**Required action:** Count the lines of the data below that include the string "KernelOutput", and provide nothing but the result.
↓
impl KernelOutput {
    fn from_array(array: NdArray) -> Self {
        if array.numel() == 1 {
            if let Some(v) = array.data().get_f64(0) {
                return KernelOutput::Scalar(v as f32);
            }
        }
        KernelOutput::Array(array)
    }

    pub fn as_scalar(&self) -> Option<f32> {
        match self {
            KernelOutput::Scalar(v) => Some(*v),
            KernelOutput::Array(_) => None,
        }
    }

    pub fn as_array(&self) -> Option<&NdArray> {
        match self {
            KernelOutput::Array(a) => Some(a),
            KernelOutput::Scalar(_) => None,
        }
    }

    pub fn into_array(self) -> Option<NdArray> {
        match self {
            KernelOutput::Array(a) => Some(a),
            KernelOutput::Scalar(_) => None,
        }
    }

    /// All output values, row-major.
    pub fn to_vec(&self) -> Vec<f32> {
        match self {
            KernelOutput::Scalar(v) => vec![*v],
            KernelOutput::Array(a) => a.to_f32_vec(),
        }
    }
}

/// Backend choice plus, after a fallback, the signature and device
/// generation the GPU failed on.
#[derive(Debug, Clone, Copy, PartialEq, Eq)]
enum Route {
    Gpu,
    /// `Cpu` mode, or no device attached.
    Pinned,
    Fallback { failed: Signature, generation: u64 },
}

#[derive(Clone)]
struct GpuPath {
    executor: Arc<GpuExecutor>,
    synthesizer: Arc<dyn ShaderSynthesizer>,
}

/// Builder for [`Gpu`].
#[derive(Default)]
pub struct GpuBuilder {
    context: Option<NativeContext>,
    cpu_only: bool,
    registry: Option<Arc<FunctionRegistry>>,
    synthesizer: Option<Arc<dyn ShaderSynthesizer>>,
    cache_capacity: Option<usize>,
    endianness: Option<Endianness>,
}

impl GpuBuilder {
    /// Use `context` instead of probing for a device.
    pub fn context(mut self, context: NativeContext) -> Self {
        self.context = Some(context);
        self
    }

    /// Use the host-emulated device.
    pub fn software(self, device: SoftwareDevice) -> Self {
        self.context(NativeContext::software(device))
    }

    /// Never touch a device; every kernel runs on the CPU executor.
    pub fn cpu_only(mut self) -> Self {
        self.cpu_only = true;
        self
    }

    pub fn registry(mut self, registry: Arc<FunctionRegistry>) -> Self {
        self.registry = Some(registry);
        self
    }

    /// Refuse function redefinitions that change a signature.
    pub fn strict_functions(self) -> Self {
        self.registry(Arc::new(FunctionRegistry::strict()))
    }

    pub fn synthesizer(mut self, synthesizer: Arc<dyn ShaderSynthesizer>) -> Self {
        self.synthesizer = Some(synthesizer);
        self
    }

    pub fn cache_capacity(mut self, capacity: usize) -> Self {
        self.cache_capacity = Some(capacity);
        self
    }

    pub fn endianness(mut self, endianness: Endianness) -> Self {
        self.endianness = Some(endianness);
        self
    }

    pub fn build(self) -> Gpu {
        let codec = BufferCodec::new(self.endianness.unwrap_or_else(Endianness::system));
        let context = if self.cpu_only {
            None
        } else {
            self.context.or_else(|| {
                let probed = NativeContext::new();
                if probed.is_none() {
                    log::info!("no GPU adapter found; kernels will run on the CPU executor");
                }
                probed
            })
        };
        let context = context.and_then(|ctx| match ctx.attach_host(codec.endianness()) {
            Ok(()) => Some(ctx),
            Err(err) => {
                log::warn!("{err}; kernels will run on the CPU executor");
                None
            }
        });
        let gpu = context.map(|ctx| GpuPath {
            executor: Arc::new(GpuExecutor::new(ctx, codec)),
            synthesizer: self
                .synthesizer
                .unwrap_or_else(|| Arc::new(WgslSynthesizer)),
        });
        let cache = match self.cache_capacity {
            Some(capacity) => ProgramCache::with_capacity(capacity),
            None => ProgramCache::new(),
        };
        Gpu {
            registry: self
                .registry
                .unwrap_or_else(|| Arc::new(FunctionRegistry::new())),
            cache: Arc::new(cache),
            gpu,
            codec,
        }
    }
}

/// Compiles kernels and owns the state they share: the function registry,
/// the program cache, and the GPU executor.
pub struct Gpu {
    registry: Arc<FunctionRegistry>,
    cache: Arc<ProgramCache>,
    gpu: Option<GpuPath>,
    codec: BufferCodec,
}

impl Default for Gpu {
    fn default() -> Self {
        Self::new()
    }
}

impl fmt::Debug for Gpu {
    fn fmt(&self, f: &mut fmt::Formatter<'_>) -> fmt::Result {
        f.debug_struct("Gpu")
            .field("backend", &self.backend_name())
            .field("cache", &self.cache.stats())
            .finish()
    }
}

impl Gpu {
    /// Probe for the best available device.
    pub fn new() -> Self {
        Self::builder().build()
    }

    pub fn builder() -> GpuBuilder {
        GpuBuilder::default()
    }

    pub fn with_context(context: NativeContext) -> Self {
        Self::builder().context(context).build()
    }

    pub fn cpu_only() -> Self {
        Self::builder().cpu_only().build()
    }

    /// `"wgpu"`, `"software"`, or `"cpu"` when no device is attached.
    pub fn backend_name(&self) -> &'static str {
        self.gpu
            .as_ref()
            .map_or("cpu", |g| g.executor.backend_name())
    }

    pub fn has_device(&self) -> bool {
        self.gpu.is_some()
    }

    pub fn registry(&self) -> &Arc<FunctionRegistry> {
        &self.registry
    }

    pub fn cache_stats(&self) -> CacheStats {
        self.cache.stats()
    }

    pub fn codec(&self) -> &BufferCodec {
        &self.codec
    }

    /// Register a helper function; replacing an existing one drops every
    /// cached program built with it.
    pub fn add_function(
        &self,
        name: &str,
        body: impl Into<FunctionBody>,
        param_types: Option<Vec<ValueType>>,
        return_type: Option<ValueType>,
    ) -> Result<&Self> {
        let outcome = self
            .registry
            .add_function(name, body, param_types, return_type)?;
        self.after_registration(name, outcome);
        Ok(self)
    }

    pub fn register(&self, def: FunctionDefinition) -> Result<&Self> {
        let name = def.name().to_string();
        let outcome = self.registry.register(def)?;
        self.after_registration(&name, outcome);
        Ok(self)
    }

    fn after_registration(&self, name: &str, outcome: Registration) {
        if outcome == Registration::Replaced {
            self.cache.invalidate_function(name);
        }
    }

    /// Build a callable kernel from `body`.
    pub fn compile(&self, body: KernelBody, config: &KernelConfig) -> Result<Kernel> {
        let dimensions = config.resolved_dimensions()?;
        let types = body.inferred_types();
        body.validate(&types)?;

        let kernel = Kernel {
            body_hash: body.structural_hash(),
            calls: body.calls(),
            body: Arc::new(body),
            types,
            dimensions,
            mode: config.mode,
            registry: Arc::clone(&self.registry),
            cache: Arc::clone(&self.cache),
            gpu: self.gpu.clone(),
            codec: self.codec,
            route: RwLock::new(Route::Pinned),
        };

        if config.mode == ExecutionMode::Cpu {
            log::debug!("kernel {:016x} pinned to the CPU executor", kernel.body_hash);
            return Ok(kernel);
        }
        let signature = kernel.signature();
        match kernel.program() {
            Ok(program) => {
                log::debug!(
                    "kernel {:016x} compiled as program {:016x}",
                    kernel.body_hash,
                    program.signature()
                );
                *kernel.route.write() = Route::Gpu;
            }
            Err(err) if config.mode.allows_fallback() && err.is_fallback_eligible() => {
                log::warn!(
                    "kernel {:016x}: GPU compilation failed ({err}); using the CPU executor",
                    kernel.body_hash
                );
                if let Some(generation) = kernel.device_generation() {
                    *kernel.route.write() = Route::Fallback {
                        failed: signature,
                        generation,
                    };
                }
            }
            Err(err) => return Err(err),
        }
        Ok(kernel)
    }

    /// Copy a device-layout buffer back into a host array of its recorded
    /// shape and element type, through an identity kernel.
    pub fn texture_to_array(&self, buffer: &EncodedBuffer) -> Result<NdArray> {
        let shape = buffer.shape().to_vec();
        let source = self.codec.decode(buffer, &shape)?;
        let dims = shape
            .iter()
            .rev()
            .map(|&d| {
                u32::try_from(d).map_err(|_| KernelError::invalid("array axis exceeds u32"))
            })
            .collect::<Result<Vec<u32>>>()?;
        let rank = shape.len();
        let copy = KernelBody::build(|k| {
            let texture = k.array("texture");
            let axes = [k.thread_z(), k.thread_y(), k.thread_x()];
            k.ret(texture.at(axes[3 - rank..].to_vec()));
        });
        let kernel = self.compile(copy, &KernelConfig::new().dimensions(dims))?;
        let words = kernel.run(&[Arg::Array(source)])?.to_vec();
        NdArray::new(shape, ArrayData::from_f32_words(buffer.dtype(), &words))
    }
}
//! Error taxonomy shared by every stage of the kernel pipeline.
//!
//! GPU-path failures (`CompilationFailed`, `ExecutionFailed`) are candidates
//! for CPU fallback; everything else is surfaced to the caller as-is.

use crate::interpreter::InterpreterError;

pub type Result<T> = std::result::Result<T, KernelError>;

#[derive(Debug, Clone, PartialEq, thiserror::Error)]
pub enum KernelError {
    /// Malformed kernel body, dimension list, or call arguments.
    #[error("invalid argument: {0}")]
    InvalidArgument(String),

    /// Shader synthesis or program link error.
    #[error("compilation failed: {0}")]
    CompilationFailed(String),

    /// Dispatch, upload, or readback error (including context loss).
    #[error("execution failed: {0}")]
    ExecutionFailed(String),

    /// Strict registries refuse to change a function's type signature.
    #[error("function '{name}' redefined with an incompatible signature: {detail}")]
    FunctionRedefinitionConflict { name: String, detail: String },

    /// The interpreted body itself failed. There is no further fallback tier.
    #[error("interpreter error: {0}")]
    Interpreter(#[from] InterpreterError),

    #[error("config error: {0}")]
    Config(String),
}

impl KernelError {
    pub fn invalid<S: Into<String>>(msg: S) -> Self {
        KernelError::InvalidArgument(msg.into())
    }

    pub fn compilation<S: Into<String>>(msg: S) -> Self {
        KernelError::CompilationFailed(msg.into())
    }

    pub fn execution<S: Into<String>>(msg: S) -> Self {
        KernelError::ExecutionFailed(msg.into())
    }

    pub fn config<S: Into<String>>(msg: S) -> Self {
        KernelError::Config(msg.into())
    }

    /// Whether the dispatcher may answer this error by rebuilding the kernel
    /// on the CPU executor (unless the GPU was explicitly forced).
    pub fn is_fallback_eligible(&self) -> bool {
        matches!(
            self,
            KernelError::CompilationFailed(_) | KernelError::ExecutionFailed(_)
        )
    }
}

#[cfg(test)]
mod tests {
    use super::*;

    #[test]
    fn test_fallback_eligibility() {
        assert!(KernelError::compilation("x").is_fallback_eligible());
        assert!(KernelError::execution("x").is_fallback_eligible());
        assert!(!KernelError::invalid("x").is_fallback_eligible());
        assert!(!KernelError::config("x").is_fallback_eligible());
        let interp = KernelError::from(InterpreterError::StackOverflow);
        assert!(!interp.is_fallback_eligible());
    }

    #[test]
    fn test_display_includes_detail() {
        let err = KernelError::FunctionRedefinitionConflict {
            name: "scale".into(),
            detail: "1 parameter(s) vs 2".into(),
        };
        let text = err.to_string();
        assert!(text.contains("scale"));
        assert!(text.contains("1 parameter(s) vs 2"));
    }
}
#[cfg(test)]
mod tests {
    use super::*;
    use crate::error::KernelError;
    use crate::functions::FunctionRegistry;
    use crate::kernel_ir::Axis;

    fn snapshot_for(registry: &FunctionRegistry, body: &KernelBody) -> FunctionSnapshot {
        registry.snapshot(&body.calls())
    }

    fn run(body: &KernelBody, dims: &[u32], args: &[Arg]) -> Result<NdArray> {
        let registry = FunctionRegistry::new();
        let snapshot = snapshot_for(&registry, body);
        let types = body.inferred_types();
        CpuExecutor::new(body, &types, &snapshot).run(&Dimensions::new(dims)?, args)
    }

    fn f32s(a: &NdArray) -> Vec<f32> {
        a.to_f32_vec()
    }

    #[test]
    fn test_doubles_each_element() {
        let body = KernelBody::build(|k| {
            let a = k.param("a");
            let x = k.thread_x();
            k.ret(a.at([x]) * 2.0);
        });
        let out = run(&body, &[4], &[vec![1.0f32, 2.0, 3.0, 4.0].into()]).unwrap();
        assert_eq!(out.shape(), &[4]);
        assert_eq!(f32s(&out), vec![2.0, 4.0, 6.0, 8.0]);
    }

    #[test]
    fn test_two_dimensional_output_is_row_major() {
        let body = KernelBody::build(|k| {
            let x = k.thread_x();
            let y = k.thread_y();
            k.ret(y * 10.0 + x);
        });
        let out = run(&body, &[3, 2], &[]).unwrap();
        assert_eq!(out.shape(), &[2, 3]);
        assert_eq!(f32s(&out), vec![0.0, 1.0, 2.0, 10.0, 11.0, 12.0]);
    }

    #[test]
    fn test_matrix_multiply_with_loop() {
        let body = KernelBody::build(|k| {
            let a = k.param("a");
            let b = k.param("b");
            let x = k.thread_x();
            let y = k.thread_y();
            let sum = k.var(0.0);
            k.for_range(0.0, 2.0, |k, i| {
                k.assign(sum, sum + a.at([y.clone(), i.clone()]) * b.at([i, x.clone()]));
            });
            k.ret(sum);
        });
        let a = NdArray::from_rows(&[vec![1.0f32, 2.0], vec![3.0, 4.0]]).unwrap();
        let b = NdArray::from_rows(&[vec![5.0f32, 6.0], vec![7.0, 8.0]]).unwrap();
        let out = run(&body, &[2, 2], &[a.into(), b.into()]).unwrap();
        assert_eq!(f32s(&out), vec![19.0, 22.0, 43.0, 50.0]);
    }

    #[test]
    fn test_out_of_range_reads_are_zero() {
        let body = KernelBody::build(|k| {
            let a = k.param("a");
            let x = k.thread_x();
            k.ret(a.at([x - 1.0]));
        });
        let out = run(&body, &[3], &[vec![5.0f32, 6.0, 7.0].into()]).unwrap();
        assert_eq!(f32s(&out), vec![0.0, 5.0, 6.0]);
    }

    #[test]
    fn test_fractional_indices_are_floored() {
        let view_data = NdArray::from_vec(vec![1.0f32, 2.0, 3.0]);
        let view = ArrayView::from_array(&view_data);
        assert_eq!(view.load(&[1.9]), 2.0);
        assert_eq!(view.load(&[-0.5]), 0.0);
        assert_eq!(view.load(&[3.0]), 0.0);
    }

    #[test]
    fn test_single_index_addresses_innermost_axis() {
        let m = NdArray::from_rows(&[vec![1.0f32, 2.0], vec![3.0, 4.0]]).unwrap();
        let view = ArrayView::from_array(&m);
        assert_eq!(view.load(&[1.0]), 2.0);
        assert_eq!(view.load(&[1.0, 0.0]), 3.0);
    }

    #[test]
    fn test_int_params_truncate() {
        let body = KernelBody::build(|k| {
            let n = k.int("n");
            k.ret(n * 1.0);
        });
        let out = run(&body, &[1], &[Arg::Scalar(-2.7)]).unwrap();
        assert_eq!(f32s(&out), vec![-2.0]);
    }

    #[test]
    fn test_sign_and_fract_follow_shader_semantics() {
        assert_eq!(apply_unary(UnaryOp::Sign, 0.0), 0.0);
        assert_eq!(apply_unary(UnaryOp::Sign, -3.0), -1.0);
        assert_eq!(apply_unary(UnaryOp::Fract, -0.25), 0.75);
        assert_eq!(apply_binary(BinaryOp::Rem, -7.0, 3.0), -1.0);
        assert_eq!(apply_binary(BinaryOp::And, 2.0, 0.0), 0.0);
    }

    #[test]
    fn test_polyfill_and_native_calls() {
        let registry = FunctionRegistry::new();
        registry
            .add_function("triple", FunctionBody::native(1, |a| a[0] * 3.0), None, None)
            .unwrap();
        let body = KernelBody::build(|k| {
            let a = k.param("a");
            let x = k.thread_x();
            k.ret(Expr::call("round", vec![a.at([x.clone()])]) + Expr::call("triple", vec![x]));
        });
        let snapshot = snapshot_for(&registry, &body);
        let types = body.inferred_types();
        let out = CpuExecutor::new(&body, &types, &snapshot)
            .run(&Dimensions::new(&[3]).unwrap(), &[vec![0.5f32, 1.4, -2.5].into()])
            .unwrap();
        assert_eq!(f32s(&out), vec![1.0, 4.0, 4.0]);
    }

    #[test]
    fn test_array_passed_to_helper() {
        let registry = FunctionRegistry::new();
        let first = KernelBody::build(|k| {
            let v = k.array("v");
            k.ret(v.at([0.0]));
        });
        registry
            .add_function("first", first, Some(vec![ValueType::FloatArray]), None)
            .unwrap();
        let body = KernelBody::build(|k| {
            let a = k.array("a");
            k.ret(Expr::call("first", vec![a.value()]));
        });
        let snapshot = snapshot_for(&registry, &body);
        let types = body.inferred_types();
        let out = CpuExecutor::new(&body, &types, &snapshot)
            .run(&Dimensions::new(&[2]).unwrap(), &[vec![9.0f32, 1.0].into()])
            .unwrap();
        assert_eq!(f32s(&out), vec![9.0, 9.0]);
    }

    #[test]
    fn test_unbounded_recursion_overflows() {
        let registry = FunctionRegistry::new();
        let forever = KernelBody::build(|k| {
            let x = k.float("x");
            k.ret(Expr::call("forever", vec![x.value()]));
        });
        registry.add_function("forever", forever, None, None).unwrap();
        let body = KernelBody::build(|k| {
            k.ret(Expr::call("forever", vec![Expr::Const(1.0)]));
        });
        let snapshot = snapshot_for(&registry, &body);
        let err = CpuExecutor::new(&body, &[], &snapshot)
            .run(&Dimensions::new(&[1]).unwrap(), &[])
            .unwrap_err();
        assert_eq!(err, KernelError::Interpreter(InterpreterError::StackOverflow));
    }

    #[test]
    fn test_unknown_function_is_reported() {
        let body = KernelBody::build(|k| {
            k.ret(Expr::call("nowhere", vec![]));
        });
        let err = run(&body, &[1], &[]).unwrap_err();
        assert_eq!(
            err,
            KernelError::Interpreter(InterpreterError::UnknownFunction("nowhere".into()))
        );
    }

    #[test]
    fn test_dimension_reads() {
        let body = KernelBody::build(|k| {
            let d = k.dim(Axis::X);
            k.ret(d);
        });
        let out = run(&body, &[5], &[]).unwrap();
        assert!(f32s(&out).iter().all(|&v| v == 5.0));
    }

    #[test]
    fn test_context_for_linear() {
        let ctx = ExecutionContext::for_linear(7, [3, 2, 2]);
        assert_eq!(ctx.thread(Axis::X), 1);
        assert_eq!(ctx.thread(Axis::Y), 0);
        assert_eq!(ctx.thread(Axis::Z), 1);
    }
}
↑
**Problem solution:** 11